_Brief:_
For each line below that holds the string "MapGenerator", add one to a tally; report that tally alone.

Segment Start: Material shown

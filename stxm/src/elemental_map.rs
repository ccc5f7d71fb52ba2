//! Two-energy elemental contrast maps.
//!
//! Each frame is converted to optical density `OD = ln(I0 / I)`, where `I0` is
//! the mean of the frame's above-threshold (unabsorbed) pixels. The second OD
//! image is moved onto the first and the map is their difference. Pixels the
//! shift pulled in from outside the frame are zero in the map.

use std::sync::Arc;

use crate::error::{Error, Result};
use crate::image::{check_same_dimensions, Image, Shift, ValidityMask};
use crate::threshold::{Otsu, SharedThresholder};
use crate::warp::FrameAligner;

#[derive(Debug, Clone, PartialEq)]
pub struct ElementalMap {
    /// `OD(second, aligned) - OD(first)`, zero where `validity` is false.
    pub values: Image,
    pub validity: ValidityMask,
}

#[derive(Debug, Clone)]
pub struct MapGenerator {
    thresholder: SharedThresholder,
    aligner: FrameAligner,
}

impl Default for MapGenerator {
    fn default() -> Self {
        Self::new(Arc::new(Otsu), FrameAligner::default())
    }
}

impl MapGenerator {
    pub fn new(thresholder: SharedThresholder, aligner: FrameAligner) -> Self {
        Self {
            thresholder,
            aligner,
        }
    }

    /// Mean of the pixels above the frame's threshold.
    pub fn flat_field(&self, image: &Image) -> Result<f64> {
        let threshold = self.thresholder.threshold(image)?;
        let (sum, count) = image
            .iter()
            .filter(|&&v| v > threshold)
            .fold((0.0f64, 0usize), |(s, n), &v| (s + v as f64, n + 1));
        if count == 0 {
            return Err(Error::DegenerateImage { value: threshold });
        }
        Ok(sum / count as f64)
    }

    /// Optical density of `image` against its own flat field.
    pub fn optical_density(&self, image: &Image) -> Result<Image> {
        let i0 = self.flat_field(image)?;
        Ok(image.map(|&v| (i0 / v as f64).ln() as f32))
    }

    /// `shift` aligns `second` onto `first`.
    pub fn generate(
        &self,
        first: &Image,
        second: &Image,
        shift: Shift,
    ) -> Result<ElementalMap> {
        check_same_dimensions(1, first, second)?;

        let od_first = self.optical_density(first)?;
        let od_second = self.optical_density(second)?;
        let aligned = self.aligner.apply(&od_second, shift);

        let values = aligned
            .image
            .zip_map(&od_first, |&a, &b| a - b)
            .zip_map(&aligned.validity, |&d, &valid| if valid { d } else { 0.0 });

        let non_finite = values.iter().filter(|v| !v.is_finite()).count();
        if non_finite > 0 {
            tracing::warn!(non_finite, "Elemental map contains non-finite values");
        }

        Ok(ElementalMap {
            values,
            validity: aligned.validity,
        })
    }
}

#[cfg(test)]
mod tests {
    use super::*;
    use crate::testing::{patch_image, standard_scene};

    #[test]
    fn test_identical_frames_give_zero_map() {
        let image = standard_scene(Shift::ZERO);
        let map = MapGenerator::default()
            .generate(&image, &image, Shift::ZERO)
            .unwrap();
        assert!(map.values.iter().all(|&v| v == 0.0));
        assert!(map.validity.iter().all(|&v| v));
    }

    #[test]
    fn test_flat_field_and_optical_density() {
        let image = patch_image(10, 10, 100.0, (3, 3), 4, 10.0);
        let generator = MapGenerator::default();
        assert_eq!(generator.flat_field(&image).unwrap(), 100.0);

        let od = generator.optical_density(&image).unwrap();
        assert_eq!(od[(0, 0)], 0.0);
        assert!((od[(4, 4)] - 10.0f32.ln()).abs() < 1e-6);
    }

    #[test]
    fn test_map_highlights_extra_absorption() {
        // Second energy absorbs more inside the patch
        let first = patch_image(10, 10, 100.0, (3, 3), 4, 50.0);
        let second = patch_image(10, 10, 200.0, (3, 3), 4, 20.0);
        let map = MapGenerator::default()
            .generate(&first, &second, Shift::ZERO)
            .unwrap();

        // ln(200/20) - ln(100/50) = ln(5)
        assert!((map.values[(4, 4)] - 5.0f32.ln()).abs() < 1e-5);
        assert!(map.values[(0, 0)].abs() < 1e-6);
    }

    #[test]
    fn test_invalid_pixels_zeroed() {
        let first = patch_image(12, 12, 100.0, (4, 4), 4, 40.0);
        let second = patch_image(12, 12, 100.0, (2, 4), 4, 40.0);
        let map = MapGenerator::default()
            .generate(&first, &second, Shift::new(2.0, 0.0))
            .unwrap();

        assert!(!map.validity[(0, 5)]);
        assert!(!map.validity[(1, 5)]);
        assert!(map.validity[(2, 5)]);
        assert_eq!(map.values[(0, 5)], 0.0);
        assert_eq!(map.values[(1, 5)], 0.0);
        // Patches coincide after alignment
        assert!(map.values.iter().all(|v| v.abs() < 1e-5));
    }

    #[test]
    fn test_dimension_mismatch() {
        let a = Image::new_filled(8, 8, 1.0);
        let b = Image::new_filled(8, 9, 1.0);
        assert!(matches!(
            MapGenerator::default().generate(&a, &b, Shift::ZERO),
            Err(Error::DimensionMismatch { .. })
        ));
    }
}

Segment End: Material shown

_Result below:_
8